WHAT TO PRODUCE.
Return, in their exact form, the lines that lie between the start of the data below and the line containing "use crate::network::NetworkType;", with both ends included.
START STORED DATA
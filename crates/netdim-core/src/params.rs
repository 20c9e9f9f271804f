//! Parameter sets, one per network type.
//!
//! Field names serialize to the parameter names listed by [`crate::schema`]
//! (`busy_hour` is written `busyHour`).

use crate::error::{ParamError, ParamResult};
use crate::network::NetworkType;
use crate::numeric::parse_or_zero;
use crate::schema::{find_parameter, schema, ParameterDef};

// ============================================================================
// Per-network parameter structs
// ============================================================================

/// GSM planning inputs.
#[derive(Debug, Clone, Copy, PartialEq)]
#[cfg_attr(feature = "serde", derive(serde::Serialize, serde::Deserialize))]
#[cfg_attr(feature = "serde", serde(rename_all = "camelCase", deny_unknown_fields))]
pub struct GsmParams {
    /// Service area (km²).
    pub area: f64,
    /// Cell radius (km).
    pub radius: f64,
    /// Population density (inhabitants/km²).
    pub density: f64,
    /// Subscriber penetration (%).
    pub penetration: f64,
    /// Traffic per subscriber (mErl).
    pub traffic: f64,
    /// Share of daily traffic in the busy hour (%).
    pub busy_hour: f64,
    /// Carrier frequency (MHz). Informational.
    pub frequency: f64,
    /// Transmit power (dBm). Informational.
    pub power: f64,
}

impl Default for GsmParams {
    fn default() -> Self {
        Self {
            area: 100.0,
            radius: 2.0,
            density: 1000.0,
            penetration: 80.0,
            traffic: 25.0,
            busy_hour: 15.0,
            frequency: 900.0,
            power: 43.0,
        }
    }
}

impl GsmParams {
    fn slot(&mut self, name: &str) -> Option<&mut f64> {
        match name {
            "area" => Some(&mut self.area),
            "radius" => Some(&mut self.radius),
            "density" => Some(&mut self.density),
            "penetration" => Some(&mut self.penetration),
            "traffic" => Some(&mut self.traffic),
            "busyHour" => Some(&mut self.busy_hour),
            "frequency" => Some(&mut self.frequency),
            "power" => Some(&mut self.power),
            _ => None,
        }
    }

    fn values(&self) -> [f64; 8] {
        [
            self.area,
            self.radius,
            self.density,
            self.penetration,
            self.traffic,
            self.busy_hour,
            self.frequency,
            self.power,
        ]
    }
}

/// UMTS planning inputs.
#[derive(Debug, Clone, Copy, PartialEq)]
#[cfg_attr(feature = "serde", derive(serde::Serialize, serde::Deserialize))]
#[cfg_attr(feature = "serde", serde(deny_unknown_fields))]
pub struct UmtsParams {
    /// Service area (km²).
    pub area: f64,
    /// Cell radius (km).
    pub radius: f64,
    /// Throughput per user (kbps). Informational, echoed in results.
    pub throughput: f64,
    /// Cell load factor (%).
    pub load: f64,
}

impl Default for UmtsParams {
    fn default() -> Self {
        Self {
            area: 100.0,
            radius: 1.5,
            throughput: 384.0,
            load: 70.0,
        }
    }
}

impl UmtsParams {
    fn slot(&mut self, name: &str) -> Option<&mut f64> {
        match name {
            "area" => Some(&mut self.area),
            "radius" => Some(&mut self.radius),
            "throughput" => Some(&mut self.throughput),
            "load" => Some(&mut self.load),
            _ => None,
        }
    }

    fn values(&self) -> [f64; 4] {
        [self.area, self.radius, self.throughput, self.load]
    }
}

/// LTE planning inputs.
#[derive(Debug, Clone, Copy, PartialEq)]
#[cfg_attr(feature = "serde", derive(serde::Serialize, serde::Deserialize))]
#[cfg_attr(feature = "serde", serde(deny_unknown_fields))]
pub struct LteParams {
    /// Service area (km²).
    pub area: f64,
    /// Channel bandwidth (MHz).
    pub bandwidth: f64,
    /// Throughput per user (Mbps). Informational.
    pub throughput: f64,
    /// Spectral efficiency (bps/Hz).
    pub efficiency: f64,
}

impl Default for LteParams {
    fn default() -> Self {
        Self {
            area: 100.0,
            bandwidth: 20.0,
            throughput: 5.0,
            efficiency: 3.0,
        }
    }
}

impl LteParams {
    fn slot(&mut self, name: &str) -> Option<&mut f64> {
        match name {
            "area" => Some(&mut self.area),
            "bandwidth" => Some(&mut self.bandwidth),
            "throughput" => Some(&mut self.throughput),
            "efficiency" => Some(&mut self.efficiency),
            _ => None,
        }
    }

    fn values(&self) -> [f64; 4] {
        [self.area, self.bandwidth, self.throughput, self.efficiency]
    }
}

/// Microwave link budget inputs.
#[derive(Debug, Clone, Copy, PartialEq)]
#[cfg_attr(feature = "serde", derive(serde::Serialize, serde::Deserialize))]
#[cfg_attr(feature = "serde", serde(deny_unknown_fields))]
pub struct MicrowaveParams {
    /// Hop length (km).
    pub distance: f64,
    /// Carrier frequency (GHz).
    pub frequency: f64,
    /// Transmit power (dBm).
    pub power: f64,
    /// Antenna gain at each end (dBi).
    pub gain: f64,
}

impl Default for MicrowaveParams {
    fn default() -> Self {
        Self {
            distance: 30.0,
            frequency: 6.0,
            power: 30.0,
            gain: 35.0,
        }
    }
}

impl MicrowaveParams {
    fn slot(&mut self, name: &str) -> Option<&mut f64> {
        match name {
            "distance" => Some(&mut self.distance),
            "frequency" => Some(&mut self.frequency),
            "power" => Some(&mut self.power),
            "gain" => Some(&mut self.gain),
            _ => None,
        }
    }

    fn values(&self) -> [f64; 4] {
        [self.distance, self.frequency, self.power, self.gain]
    }
}

/// Optical link budget inputs.
#[derive(Debug, Clone, Copy, PartialEq)]
#[cfg_attr(feature = "serde", derive(serde::Serialize, serde::Deserialize))]
#[cfg_attr(feature = "serde", serde(deny_unknown_fields))]
pub struct OpticalParams {
    /// Fiber length (km).
    pub distance: f64,
    /// Operating wavelength (nm). Informational.
    pub wavelength: f64,
    /// Transmit power (dBm); may be negative.
    pub power: f64,
    /// Fiber attenuation (dB/km).
    pub attenuation: f64,
}

impl Default for OpticalParams {
    fn default() -> Self {
        Self {
            distance: 40.0,
            wavelength: 1550.0,
            power: 5.0,
            attenuation: 0.2,
        }
    }
}

impl OpticalParams {
    fn slot(&mut self, name: &str) -> Option<&mut f64> {
        match name {
            "distance" => Some(&mut self.distance),
            "wavelength" => Some(&mut self.wavelength),
            "power" => Some(&mut self.power),
            "attenuation" => Some(&mut self.attenuation),
            _ => None,
        }
    }

    fn values(&self) -> [f64; 4] {
        [self.distance, self.wavelength, self.power, self.attenuation]
    }
}

// ============================================================================
// Parameter Set
// ============================================================================

/// The inputs of one network type.
///
/// Serialized without a tag: each variant has a distinct set of field names,
/// and the owning record carries the network type alongside.
#[derive(Debug, Clone, Copy, PartialEq)]
#[cfg_attr(feature = "serde", derive(serde::Serialize, serde::Deserialize))]
#[cfg_attr(feature = "serde", serde(untagged))]
pub enum ParameterSet {
    /// GSM inputs.
    Gsm(GsmParams),
    /// UMTS inputs.
    Umts(UmtsParams),
    /// LTE inputs.
    Lte(LteParams),
    /// Microwave link inputs.
    Microwave(MicrowaveParams),
    /// Optical link inputs.
    Optical(OpticalParams),
}

impl ParameterSet {
    /// Startup values for a network type.
    pub fn defaults(network: NetworkType) -> Self {
        match network {
            NetworkType::Gsm => ParameterSet::Gsm(GsmParams::default()),
            NetworkType::Umts => ParameterSet::Umts(UmtsParams::default()),
            NetworkType::Lte => ParameterSet::Lte(LteParams::default()),
            NetworkType::Microwave => ParameterSet::Microwave(MicrowaveParams::default()),
            NetworkType::Optical => ParameterSet::Optical(OpticalParams::default()),
        }
    }

    /// Network type these parameters belong to.
    pub fn network(&self) -> NetworkType {
        match self {
            ParameterSet::Gsm(_) => NetworkType::Gsm,
            ParameterSet::Umts(_) => NetworkType::Umts,
            ParameterSet::Lte(_) => NetworkType::Lte,
            ParameterSet::Microwave(_) => NetworkType::Microwave,
            ParameterSet::Optical(_) => NetworkType::Optical,
        }
    }

    /// Parameter metadata, in form order.
    pub fn schema(&self) -> &'static [ParameterDef] {
        schema(self.network())
    }

    /// Every parameter with its current value, in form order.
    pub fn entries(&self) -> Vec<(&'static ParameterDef, f64)> {
        let values: Vec<f64> = match self {
            ParameterSet::Gsm(p) => p.values().to_vec(),
            ParameterSet::Umts(p) => p.values().to_vec(),
            ParameterSet::Lte(p) => p.values().to_vec(),
            ParameterSet::Microwave(p) => p.values().to_vec(),
            ParameterSet::Optical(p) => p.values().to_vec(),
        };
        self.schema().iter().zip(values).collect()
    }

    /// Current value of a parameter.
    pub fn get(&self, name: &str) -> ParamResult<f64> {
        let def = self.lookup(name)?;
        self.entries()
            .into_iter()
            .find(|(entry, _)| entry.name == def.name)
            .map(|(_, value)| value)
            .ok_or_else(|| self.unknown(name))
    }

    /// Store a value. Returns the parameter's metadata so callers can check
    /// the suggested bounds.
    pub fn set(&mut self, name: &str, value: f64) -> ParamResult<&'static ParameterDef> {
        let def = self.lookup(name)?;
        let missing = ParamError::UnknownParameter {
            network: self.network().name().to_string(),
            name: name.to_string(),
        };
        let slot = match self {
            ParameterSet::Gsm(p) => p.slot(def.name),
            ParameterSet::Umts(p) => p.slot(def.name),
            ParameterSet::Lte(p) => p.slot(def.name),
            ParameterSet::Microwave(p) => p.slot(def.name),
            ParameterSet::Optical(p) => p.slot(def.name),
        };
        match slot {
            Some(slot) => {
                *slot = value;
                Ok(def)
            }
            None => Err(missing),
        }
    }

    /// Store user-entered text, reading anything non-numeric as zero.
    pub fn set_raw(&mut self, name: &str, raw: &str) -> ParamResult<&'static ParameterDef> {
        self.set(name, parse_or_zero(raw))
    }

    /// Apply a `name=value` assignment.
    pub fn apply_assignment(&mut self, assignment: &str) -> ParamResult<&'static ParameterDef> {
        let (name, raw) = split_assignment(assignment)?;
        self.set_raw(name, raw)
    }

    fn lookup(&self, name: &str) -> ParamResult<&'static ParameterDef> {
        find_parameter(self.network(), name).ok_or_else(|| self.unknown(name))
    }

    fn unknown(&self, name: &str) -> ParamError {
        ParamError::UnknownParameter {
            network: self.network().name().to_string(),
            name: name.to_string(),
        }
    }
}

impl From<GsmParams> for ParameterSet {
    fn from(p: GsmParams) -> Self {
        ParameterSet::Gsm(p)
    }
}

impl From<UmtsParams> for ParameterSet {
    fn from(p: UmtsParams) -> Self {
        ParameterSet::Umts(p)
    }
}

impl From<LteParams> for ParameterSet {
    fn from(p: LteParams) -> Self {
        ParameterSet::Lte(p)
    }
}

impl From<MicrowaveParams> for ParameterSet {
    fn from(p: MicrowaveParams) -> Self {
        ParameterSet::Microwave(p)
    }
}

impl From<OpticalParams> for ParameterSet {
    fn from(p: OpticalParams) -> Self {
        ParameterSet::Optical(p)
    }
}

/// Split `name=value` into its trimmed halves.
pub fn split_assignment(assignment: &str) -> ParamResult<(&str, &str)> {
    match assignment.split_once('=') {
        Some((name, raw)) if !name.trim().is_empty() => Ok((name.trim(), raw.trim())),
        _ => Err(ParamError::InvalidAssignment(assignment.to_string())),
    }
}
END STORED DATA
SOLUTION FOR THIS PROBLEM.
filename crates/netdim-core/src/params.rs
repository 20c9e9f9f271804f
//! Parameter sets, one per network type.
//!
//! Field names serialize to the parameter names listed by [`crate::schema`]
//! (`busy_hour` is written `busyHour`).

use crate::error::{ParamError, ParamResult};
use crate::network::NetworkType;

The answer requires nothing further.